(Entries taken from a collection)
= = = = =

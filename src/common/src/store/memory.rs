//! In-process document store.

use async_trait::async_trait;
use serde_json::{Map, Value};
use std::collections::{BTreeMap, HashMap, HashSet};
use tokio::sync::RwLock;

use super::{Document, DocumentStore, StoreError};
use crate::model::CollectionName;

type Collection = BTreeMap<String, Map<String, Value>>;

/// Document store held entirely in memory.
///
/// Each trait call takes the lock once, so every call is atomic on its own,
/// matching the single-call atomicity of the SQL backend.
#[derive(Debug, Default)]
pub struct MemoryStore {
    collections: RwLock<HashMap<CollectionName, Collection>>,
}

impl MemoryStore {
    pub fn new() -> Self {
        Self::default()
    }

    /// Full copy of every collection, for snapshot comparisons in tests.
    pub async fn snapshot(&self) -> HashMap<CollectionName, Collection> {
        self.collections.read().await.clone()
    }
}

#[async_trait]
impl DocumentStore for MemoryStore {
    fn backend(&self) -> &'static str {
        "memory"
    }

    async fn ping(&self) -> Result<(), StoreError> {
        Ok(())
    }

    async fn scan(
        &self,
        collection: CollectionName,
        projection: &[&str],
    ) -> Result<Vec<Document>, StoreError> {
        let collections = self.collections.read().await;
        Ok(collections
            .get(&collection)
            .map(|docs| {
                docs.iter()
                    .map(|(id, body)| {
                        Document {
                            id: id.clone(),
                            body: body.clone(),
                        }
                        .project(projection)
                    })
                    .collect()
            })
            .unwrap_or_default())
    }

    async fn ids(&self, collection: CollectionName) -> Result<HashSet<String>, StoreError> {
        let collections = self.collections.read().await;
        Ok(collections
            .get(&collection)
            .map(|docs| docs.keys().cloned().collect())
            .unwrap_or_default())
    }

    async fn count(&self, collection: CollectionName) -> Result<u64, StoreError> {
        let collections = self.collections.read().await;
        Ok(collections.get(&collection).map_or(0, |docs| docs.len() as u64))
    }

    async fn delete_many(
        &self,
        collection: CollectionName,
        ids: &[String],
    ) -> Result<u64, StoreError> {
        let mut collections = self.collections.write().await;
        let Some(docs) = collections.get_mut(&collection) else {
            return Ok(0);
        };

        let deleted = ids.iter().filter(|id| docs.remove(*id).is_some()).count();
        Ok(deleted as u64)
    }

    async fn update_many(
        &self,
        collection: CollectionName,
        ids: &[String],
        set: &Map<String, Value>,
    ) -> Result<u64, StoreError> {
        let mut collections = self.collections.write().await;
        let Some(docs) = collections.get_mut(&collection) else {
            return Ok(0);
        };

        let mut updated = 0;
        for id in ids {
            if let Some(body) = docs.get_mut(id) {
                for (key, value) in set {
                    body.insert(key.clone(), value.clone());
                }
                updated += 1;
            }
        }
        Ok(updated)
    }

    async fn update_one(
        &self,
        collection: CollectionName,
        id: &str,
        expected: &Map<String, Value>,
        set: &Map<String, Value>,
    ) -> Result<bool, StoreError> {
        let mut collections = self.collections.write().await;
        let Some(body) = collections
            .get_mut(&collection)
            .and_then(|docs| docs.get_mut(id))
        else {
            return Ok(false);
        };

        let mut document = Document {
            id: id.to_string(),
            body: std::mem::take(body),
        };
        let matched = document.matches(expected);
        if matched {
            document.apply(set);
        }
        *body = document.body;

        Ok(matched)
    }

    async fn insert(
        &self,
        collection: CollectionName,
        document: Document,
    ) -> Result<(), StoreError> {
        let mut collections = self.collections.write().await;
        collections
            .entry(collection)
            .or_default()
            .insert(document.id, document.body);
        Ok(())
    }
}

= = = = =

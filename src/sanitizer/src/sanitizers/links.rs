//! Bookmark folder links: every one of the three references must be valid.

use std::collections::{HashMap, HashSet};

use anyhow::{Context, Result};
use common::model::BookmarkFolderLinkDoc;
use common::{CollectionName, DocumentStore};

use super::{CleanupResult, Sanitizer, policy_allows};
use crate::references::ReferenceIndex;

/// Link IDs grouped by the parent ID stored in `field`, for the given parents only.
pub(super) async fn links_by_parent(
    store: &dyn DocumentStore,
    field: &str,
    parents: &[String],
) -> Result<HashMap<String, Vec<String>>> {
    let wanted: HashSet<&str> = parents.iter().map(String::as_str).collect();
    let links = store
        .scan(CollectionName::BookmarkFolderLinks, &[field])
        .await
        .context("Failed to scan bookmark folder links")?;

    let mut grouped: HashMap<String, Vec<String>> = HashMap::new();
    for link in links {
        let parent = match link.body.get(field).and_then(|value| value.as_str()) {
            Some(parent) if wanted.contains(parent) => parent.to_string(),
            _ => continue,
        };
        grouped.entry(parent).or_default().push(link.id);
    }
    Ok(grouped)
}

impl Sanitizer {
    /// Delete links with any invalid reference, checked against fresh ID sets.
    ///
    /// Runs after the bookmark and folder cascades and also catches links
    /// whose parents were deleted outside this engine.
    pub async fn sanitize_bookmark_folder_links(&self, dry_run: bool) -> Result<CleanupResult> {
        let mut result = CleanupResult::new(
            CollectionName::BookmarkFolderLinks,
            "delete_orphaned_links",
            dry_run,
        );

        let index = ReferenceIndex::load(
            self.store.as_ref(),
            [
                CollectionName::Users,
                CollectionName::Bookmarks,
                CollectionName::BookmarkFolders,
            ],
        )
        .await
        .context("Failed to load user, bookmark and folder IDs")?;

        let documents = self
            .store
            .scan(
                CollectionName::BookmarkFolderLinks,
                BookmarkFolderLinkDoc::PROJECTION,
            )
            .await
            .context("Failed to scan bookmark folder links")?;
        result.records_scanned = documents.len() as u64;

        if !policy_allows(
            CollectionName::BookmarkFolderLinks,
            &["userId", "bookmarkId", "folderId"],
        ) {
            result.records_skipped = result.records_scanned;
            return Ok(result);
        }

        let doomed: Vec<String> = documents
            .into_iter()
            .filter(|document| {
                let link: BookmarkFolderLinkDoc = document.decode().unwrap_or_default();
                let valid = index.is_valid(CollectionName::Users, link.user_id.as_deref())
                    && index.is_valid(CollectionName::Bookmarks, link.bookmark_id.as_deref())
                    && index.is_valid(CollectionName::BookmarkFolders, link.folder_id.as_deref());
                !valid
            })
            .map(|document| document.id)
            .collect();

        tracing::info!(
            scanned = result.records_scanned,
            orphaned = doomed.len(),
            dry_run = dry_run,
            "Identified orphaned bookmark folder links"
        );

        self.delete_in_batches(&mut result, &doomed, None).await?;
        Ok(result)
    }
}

= = = = =

Brief – If a line in the records above holds the string "references", copy it out.

Exercise answer –
//! Bookmark folder links: every one of the three references must be valid.
use crate::references::ReferenceIndex;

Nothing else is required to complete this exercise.